Kotak Mutual Fund has announced the merger of the Kotak World Gold Fund and Kotak US Equity Fund into a third scheme investing in emerging markets. Kotak World Gold Fund invests in gold mining companies around the world and was launched in June 2008. Kotak US Equity Fund was launched in December 2013 and invests in the US market. The two will be merged into Kotak Global Emerging Market Fund. The merger will go into effect on 26th February.

The two schemes have delivered highly varied returns over their existence. Kotak World Gold Fund has delivered a CAGR return of just 0.44% since inception (as of 7th Feb, 2020) and has seen its AUM dwindle to 50 crore. Kotak US Equity Fund on the other hand has delivered a healthy 10.91% since inception. However its AUM is also extremely low at just 13 crore. Kotak Global Emerging Market Fund was launched in September 2007 and has a return since launch of 4.43%. However all three schemes have rallied strongly over the past year. The 1 year returns of the Gold, US Equity and Emerging Markets funds stand at 27.21%, 17.22% and 13.32% respectively.

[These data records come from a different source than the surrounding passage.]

//! SQLite product store.

use crate::config::ConnectionConfig;
use crate::db::{Product, ProductStore, Row};
use crate::error::{Result, ShelfError};
use async_trait::async_trait;
use sqlx::pool::PoolConnection;
use sqlx::sqlite::{SqlitePool, SqlitePoolOptions};
use sqlx::Sqlite;
use std::time::Duration;
use tracing::debug;

const PRODUCT_BY_ID_SQL: &str = r#"
    SELECT id, name, category, price, quantity
    FROM products
    WHERE id = ?1
    LIMIT 1
"#;

const PRODUCTS_BY_CATEGORY_SQL: &str = r#"
    SELECT id, name, category, price, quantity
    FROM products
    WHERE category = ?1
    ORDER BY id
"#;

type ProductTuple = (i64, String, String, f64, i64);

/// SQLite product store.
#[derive(Debug)]
pub struct SqliteStore {
    pool: SqlitePool,
}

impl SqliteStore {
    /// Creates a store from an existing connection pool.
    pub fn from_pool(pool: SqlitePool) -> Self {
        Self { pool }
    }

    /// Opens the database file named by the configuration.
    pub async fn connect(config: &ConnectionConfig) -> Result<Self> {
        let conn_str = config.to_connection_string()?;
        // Every connection to `:memory:` is a separate database.
        let max_connections = if conn_str.contains(":memory:") { 1 } else { 2 };

        debug!("Opening SQLite database {}", conn_str);
        let pool = SqlitePoolOptions::new()
            .max_connections(max_connections)
            .acquire_timeout(Duration::from_secs(10))
            .connect(&conn_str)
            .await
            .map_err(|e| ShelfError::connection(format!("Cannot open {conn_str}: {e}")))?;

        Ok(Self { pool })
    }

    async fn acquire(&self) -> Result<PoolConnection<Sqlite>> {
        self.pool
            .acquire()
            .await
            .map_err(|e| ShelfError::persistence(format!("Failed to acquire connection: {e}")))
    }
}

#[async_trait]
impl ProductStore for SqliteStore {
    async fn lookup_by_id(&self, id: i64) -> Result<Vec<Row>> {
        let mut conn = self.acquire().await?;
        let product: Option<ProductTuple> = sqlx::query_as(PRODUCT_BY_ID_SQL)
            .bind(id)
            .fetch_optional(&mut *conn)
            .await
            .map_err(|e| ShelfError::persistence(e.to_string()))?;

        Ok(product
            .map(|tuple| Product::from(tuple).detail_row())
            .into_iter()
            .collect())
    }

    async fn lookup_by_category(&self, category: &str) -> Result<Vec<Row>> {
        let mut conn = self.acquire().await?;
        let products: Vec<ProductTuple> = sqlx::query_as(PRODUCTS_BY_CATEGORY_SQL)
            .bind(category)
            .fetch_all(&mut *conn)
            .await
            .map_err(|e| ShelfError::persistence(e.to_string()))?;

        Ok(products
            .into_iter()
            .map(|tuple| Product::from(tuple).listing_row())
            .collect())
    }

    async fn close(&self) -> Result<()> {
        self.pool.close().await;
        Ok(())
    }
}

According to the notice issued by Kotak Mutual Fund, investors can exit the scheme without paying exit load by 25th February. However such an exit can attract capital gains tax, for anyone with unrealised gains in the schemes.

“The Gold and US equity funds are feeder funds into global funds. Their AUMs didn’t scale up despite decent performance," said Nilesh Shah, CEO, Kotak Mutual Fund. “Both the global funds have increased lot size for investment as well as redemptions. Due to the smaller size of the Gold and US Equity Fund we would have to keep a reasonable portion of the funds in cash due to increased lot size, Maintaining higher cash balance will not be in accordance with the objective of the scheme," he added. Shah also defended the merger into a third scheme with a completely different objective. “Since unit holders in these funds wanted global exposure with respect to US equity and Gold, we are offering global emerging market as an alternative," he added.

“Investors should generally avoid debt and international schemes with AUM below 50 crore. There is a high risk of such schemes being wound up or merged with completely different funds and can impact asset allocation too," said Nishith Baldevdas, a Chennai based Registered Investment Advisor (RIA).